* [DATASET EXTRACT]:
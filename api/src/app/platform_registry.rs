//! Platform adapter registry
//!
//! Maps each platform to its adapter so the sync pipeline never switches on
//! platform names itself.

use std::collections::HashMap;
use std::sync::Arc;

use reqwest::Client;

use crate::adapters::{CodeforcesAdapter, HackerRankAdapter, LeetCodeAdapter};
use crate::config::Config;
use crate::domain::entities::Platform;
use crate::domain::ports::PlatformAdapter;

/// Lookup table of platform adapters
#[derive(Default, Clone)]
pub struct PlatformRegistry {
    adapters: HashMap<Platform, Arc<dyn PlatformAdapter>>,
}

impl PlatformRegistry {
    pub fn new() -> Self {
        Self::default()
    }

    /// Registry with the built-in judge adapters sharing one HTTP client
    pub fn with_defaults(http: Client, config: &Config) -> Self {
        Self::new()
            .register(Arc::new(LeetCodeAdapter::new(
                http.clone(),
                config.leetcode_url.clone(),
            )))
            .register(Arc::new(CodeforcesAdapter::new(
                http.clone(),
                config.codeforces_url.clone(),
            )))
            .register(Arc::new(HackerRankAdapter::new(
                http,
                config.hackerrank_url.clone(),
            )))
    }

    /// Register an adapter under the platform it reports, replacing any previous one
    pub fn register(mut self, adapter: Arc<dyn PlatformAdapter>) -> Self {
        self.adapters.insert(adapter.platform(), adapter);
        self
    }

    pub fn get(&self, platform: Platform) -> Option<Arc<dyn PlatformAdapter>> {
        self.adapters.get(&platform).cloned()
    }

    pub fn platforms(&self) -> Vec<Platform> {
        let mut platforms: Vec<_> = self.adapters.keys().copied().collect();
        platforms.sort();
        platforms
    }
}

...

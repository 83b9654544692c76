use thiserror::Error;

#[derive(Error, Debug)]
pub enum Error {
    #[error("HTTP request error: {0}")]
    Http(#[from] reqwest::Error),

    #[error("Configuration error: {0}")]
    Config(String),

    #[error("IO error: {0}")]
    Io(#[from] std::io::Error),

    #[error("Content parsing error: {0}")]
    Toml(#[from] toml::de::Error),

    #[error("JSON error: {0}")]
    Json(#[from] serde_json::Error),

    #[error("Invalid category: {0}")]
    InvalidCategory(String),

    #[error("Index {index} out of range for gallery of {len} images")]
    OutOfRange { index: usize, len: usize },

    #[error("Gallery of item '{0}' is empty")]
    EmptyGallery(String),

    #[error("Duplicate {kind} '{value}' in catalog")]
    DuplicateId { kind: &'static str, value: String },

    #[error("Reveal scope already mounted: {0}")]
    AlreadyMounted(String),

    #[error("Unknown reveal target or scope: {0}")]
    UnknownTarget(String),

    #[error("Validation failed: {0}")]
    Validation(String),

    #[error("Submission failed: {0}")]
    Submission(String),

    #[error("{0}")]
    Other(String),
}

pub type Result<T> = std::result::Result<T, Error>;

* [TASK BRIEF]: Beginning at the line above that contains "filename api/src/app/platform_registry.rs", return each line exactly through the line that contains "use reqwest::Client;", and no others.

* [SOLUTION TO THIS PROBLEM]:
filename api/src/app/platform_registry.rs
//! Platform adapter registry
//!
//! Maps each platform to its adapter so the sync pipeline never switches on
//! platform names itself.

use std::collections::HashMap;
use std::sync::Arc;

use reqwest::Client;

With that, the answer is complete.